Desde que escalo, eu cuido da minha alimentação, já que não dá para negar que leveza é fundamental para performance esportiva. E não adianta não comer, ou comer errado. À curto prazo dá para enganar comendo pouco sem se preocupar com a qualidade, mas à longo prazo, o corpo não aguenta.

Fui aprendendo e me interessando cada vez mais sobre alimentação saudável e natural. Já tive fases de sucos energéticos feitos em casa pela manhã, com cenoura, gengibre, maçã, laranja na centrífuga, e batidas desse tipo… Já experimentei fases de não comer carne nenhuma, nem peixe (hoje, só como peixe, nem frango nem carne vermelha) e fui sempre experimentando e vendo o que funcionava melhor para que eu me sentisse mais forte e com energia para a vida.

Não como em grandes quantidades, sempre em porções pequenas, de 3 em 3 horas, nem que seja um biscoito natural, uma maçã, um salgado, etc… Meu pecado, se é que se pode dizer isso, é pão de queijo… Amo!

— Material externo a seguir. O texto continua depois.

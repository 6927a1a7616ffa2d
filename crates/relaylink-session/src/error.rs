//! Error types for the session layer.

use std::time::Duration;

use relaylink_protocol::{LogicalChannel, PeerId};

use crate::CloseReason;

/// Errors that can occur while negotiating or using a peer connection.
///
/// `Capacity` and `Timeout` are the two handshake failures surfaced to the
/// caller of `connect`; they are kept distinct so a client can tell "the
/// server is full" apart from "the server never answered".
#[derive(Debug, thiserror::Error)]
pub enum SessionError {
    /// The server's connection table is full.
    #[error("server at capacity, {0} was rejected")]
    Capacity(PeerId),

    /// No Accept arrived within the connect timeout.
    #[error("no accept from {peer} within {after:?}")]
    Timeout {
        /// The host we were trying to reach.
        peer: PeerId,
        /// The configured timeout.
        after: Duration,
    },

    /// Traffic came from a peer other than the one we're bound to.
    #[error("expected traffic from {expected}, got {actual}")]
    IdentityMismatch {
        /// The bound host.
        expected: PeerId,
        /// The peer that actually spoke.
        actual: PeerId,
    },

    /// The connection isn't established (never was, or already closed).
    #[error("{0} is not connected")]
    NotConnected(PeerId),

    /// The host framework used a channel the channel map doesn't define.
    #[error("no wire channel mapped for {0}")]
    UnknownChannel(LogicalChannel),

    /// The connection closed before the handshake completed.
    #[error("connection to {peer} closed: {reason}")]
    Closed {
        /// The remote peer.
        peer: PeerId,
        /// Why it closed.
        reason: CloseReason,
    },
}
/// Routes inbound relay traffic for one local role.
pub struct Demultiplexer {
    role: Role,
    session: Arc<RelaySession>,
    table: Arc<ConnectionTable>,
    channels: Arc<ChannelMap>,
    max_packets_per_sweep: usize,
    /// Server: newly admitted connections go to the host through here.
    accepted: Option<mpsc::UnboundedSender<Arc<PeerConnection>>>,
}

impl Demultiplexer {
    /// Creates a demultiplexer. It does nothing until swept or run.
    pub fn new(
        role: Role,
        session: Arc<RelaySession>,
        table: Arc<ConnectionTable>,
        channels: Arc<ChannelMap>,
        max_packets_per_sweep: usize,
    ) -> Self {
        Self {
            role,
            session,
            table,
            channels,
            max_packets_per_sweep: max_packets_per_sweep.max(1),
            accepted: None,
        }
    }

    /// Hands every newly admitted connection to `tx`.
    pub fn with_accept_queue(
        mut self,
        tx: mpsc::UnboundedSender<Arc<PeerConnection>>,
    ) -> Self {
        self.accepted = Some(tx);
        self
    }

    /// Polls the relay every `period` until the relay session closes, then
    /// closes every remaining connection so pending receives end.
    ///
    /// The first poll is delayed by `jitter`; missed periods are skipped,
    /// never caught up in a burst.
    pub async fn run(self, period: Duration, jitter: Duration) {
        let mut ticker = time::interval_at(Instant::now() + jitter, period);
        ticker.set_missed_tick_behavior(MissedTickBehavior::Skip);
        tracing::debug!(role = ?self.role, ?period, "demultiplexer started");

        loop {
            tokio::select! {
                _ = self.session.closed() => break,
                _ = ticker.tick() => {
                    self.sweep();
                }
            }
        }

        self.table.close_all(CloseReason::SessionClosed);
        tracing::debug!(role = ?self.role, "demultiplexer stopped");
    }

    /// One full pass over events, the control channel, and data channels.
    pub fn sweep(&self) -> SweepStats {
        let mut stats = SweepStats::default();

        while let Some(event) = self.session.poll_event() {
            stats.events += 1;
            self.handle_event(event);
        }

        self.drain_control(&mut stats);

        for wire in self.channels.data_channels() {
            let Ok(Route::Data(channel)) = Route::classify(&self.channels, wire) else {
                continue;
            };
            for _ in 0..self.max_packets_per_sweep {
                let Some(packet) = self.session.try_receive(wire) else {
                    break;
                };
                stats.data += 1;
                self.handle_data(packet, channel, &mut stats);
            }
        }

        if stats.total() > 0 {
            tracing::trace!(?stats, "sweep complete");
        }
        stats
    }

    fn drain_control(&self, stats: &mut SweepStats) {
        let control = self.channels.control_channel();
        while let Some(packet) = self.session.try_receive(control) {
            stats.control += 1;
            self.handle_control(packet, stats);
        }
    }

    // -----------------------------------------------------------------
    // Relay events
    // -----------------------------------------------------------------

    fn handle_event(&self, event: RelayEvent) {
        match event {
            RelayEvent::IncomingConnectionRequest { peer, socket_name } => {
                match self.role.validate_peer(peer) {
                    Ok(()) => {
                        tracing::debug!(%peer, %socket_name, "accepting relay session");
                        self.session.accept_peer(peer);
                    }
                    Err(e) => {
                        tracing::warn!(%peer, %socket_name, error = %e, "refusing relay session");
                        self.session.close_peer(peer);
                    }
                }
            }
            RelayEvent::ConnectionClosed { peer, code } => {
                let Some(conn) = self.table.get(peer) else {
                    tracing::debug!(%peer, %code, "relay closed session with unknown peer");
                    return;
                };
                tracing::info!(%peer, reason = %code, "relay closed peer session");
                conn.close(CloseReason::Relay(code));
            }
        }
    }

    // -----------------------------------------------------------------
    // Control channel
    // -----------------------------------------------------------------

    fn handle_control(&self, packet: InboundPacket, stats: &mut SweepStats) {
        let peer = packet.peer;
        if let Err(e) = self.role.validate_peer(peer) {
            tracing::warn!(%peer, error = %e, "control packet from unexpected peer discarded");
            stats.discarded += 1;
            return;
        }
        let msg = match ControlMessage::decode(&packet.payload) {
            Ok(msg) => msg,
            Err(e) => {
                tracing::warn!(%peer, error = %e, "malformed control packet discarded");
                stats.discarded += 1;
                return;
            }
        };
        tracing::debug!(%peer, %msg, "control message received");

        if self.role.is_server() {
            self.server_control(peer, msg);
        } else {
            self.client_control(peer, msg);
        }
    }

    fn server_control(&self, peer: PeerId, msg: ControlMessage) {
        match msg {
            ControlMessage::Connect => {
                match self.table.try_admit(peer, HandshakeState::Established) {
                    Ok(Admission::New(conn)) => {
                        if let Some(accepted) = &self.accepted {
                            if accepted.send(Arc::clone(&conn)).is_err() {
                                tracing::debug!(%peer, "no listener for accepted connections");
                            }
                        }
                        conn.send_control(ControlMessage::Accept);
                    }
                    Ok(Admission::Existing(_)) => {
                        tracing::debug!(%peer, "duplicate connect ignored");
                    }
                    Err(SessionError::Capacity(_)) => {
                        tracing::warn!(
                            %peer,
                            max = self.table.capacity(),
                            "server full, rejecting connect"
                        );
                        self.session.send(
                            peer,
                            self.channels.control_channel(),
                            Reliability::ReliableOrdered,
                            &ControlMessage::TooManyUsers.encode(),
                        );
                    }
                    Err(e) => {
                        tracing::warn!(%peer, error = %e, "admission failed");
                    }
                }
            }
            ControlMessage::Disconnect => match self.table.get(peer) {
                Some(conn) => {
                    conn.close(CloseReason::RemoteDisconnect);
                }
                None => tracing::debug!(%peer, "disconnect from unknown peer ignored"),
            },
            ControlMessage::Accept | ControlMessage::TooManyUsers => {
                tracing::debug!(%peer, %msg, "client-bound control message ignored by server");
            }
        }
    }

    fn client_control(&self, peer: PeerId, msg: ControlMessage) {
        let Some(conn) = self.table.get(peer) else {
            tracing::debug!(%peer, %msg, "control message with no pending connection ignored");
            return;
        };
        match client_step(&conn.state(), msg) {
            Some(next) => {
                conn.apply(next);
            }
            None => {
                tracing::debug!(%peer, %msg, state = %conn.state(), "control message ignored in this state");
            }
        }
    }

    // -----------------------------------------------------------------
    // Data channels
    // -----------------------------------------------------------------

    fn handle_data(
        &self,
        packet: InboundPacket,
        channel: LogicalChannel,
        stats: &mut SweepStats,
    ) {
        let peer = packet.peer;
        if let Err(e) = self.role.validate_peer(peer) {
            tracing::warn!(%peer, error = %e, "data packet from unexpected peer discarded");
            stats.discarded += 1;
            return;
        }
        let Some(conn) = self.table.get(peer) else {
            tracing::trace!(%peer, %channel, "data from peer without a connection dropped");
            return;
        };

        // The Accept may have landed after this sweep drained control but
        // before this data packet; settle the handshake before routing.
        if conn.state() == HandshakeState::AwaitingAccept {
            self.drain_control(stats);
        }

        tracing::trace!(%peer, %channel, len = packet.payload.len(), "routing data");
        conn.deliver(channel, packet.payload);
    }
}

Um amigo meu costuma dizer que eu não como, eu me nutro, e acabei tendo que concordar… Apesar de ter muito gosto por alguns pratos da cozinha contemporânea em geral, de curtir temperos e especiarias, na maior parte da minha rotina eu como por necessidade, prestando atenção no preparo e no que eu como.

Não sou de comer doces, açúcares, bolachas etc… Normalmente como muita salada, com um pedaço pequeno de proteína que costuma ser peixe fresco no forno, atum enlatado, ou ovo, combinado a algum carboidrato, como pão ou arroz ou um pouco de massa.
Vivo muito bem com o mínimo possível de frituras.

 


Foto 1 – Conheci a Falésia de Ceuse na França após minha 1ª oportunidade
de participação na Copa do Mundo em 1999
Foto 2 – Conheci as escaladas de Arco na Itália, após uma participação em uma etapa da Copa do Mundo em 2007

 

E patrocínio?
Meus patrocinadores são:
The North Face Brasilwww.thenorthface.com.br
Casa de Pedra – ginásio de escalada esportiva – www.casadepedra.com.br

 

Hipertensão….Como foi que aconteceu, você se inscreveu ou foi convidada?
A produção  do programa me viu escalando na Casa de Pedra e me convidou.


Voltando para as montanhas…O que a escalada significa para você?

A escalada é a minha terapia, minha principal paixão. É um caminho que eu achei florido e pleno demais, que envolve todas as suas particularidades, seja o ballet na parede, a força, momentos de instrospecção e concentração que eu tanto prezo,  que foi crescendo para oportunidade de viagens e contato com pessoas maravilhosas pelo mundo. Na verdade, só de estar na rocha ao lado de escaladores, acompanhando outros apaixonados, eu já me sinto mais viva. Gosto de ver outras pessoas que assim como eu são apaixonadas pela escalada, sendo que muitos também misturam esse tesão pelo montanhismo à uma ambição esportiva praticada com respeito e dignidade.


Projetos para o ano que vem?

Trabalhar e continuar escalando, cuidando de mim e de minha filha com equilíbrio e paz, vivendo cada momento com intensidade, entrega e naturalidade, sempre com muita gana e  paixão, deixando a vida me levar e fazendo minha parte no que tiver que ser.


Gostaria de deixar uma mensagem para a mulherada?
Que todas nós tenhamos força para seguir sempre um caminho que faça o coração pulsar mais forte, acreditando em nós mesmas, correndo atrás dessa verdade interior.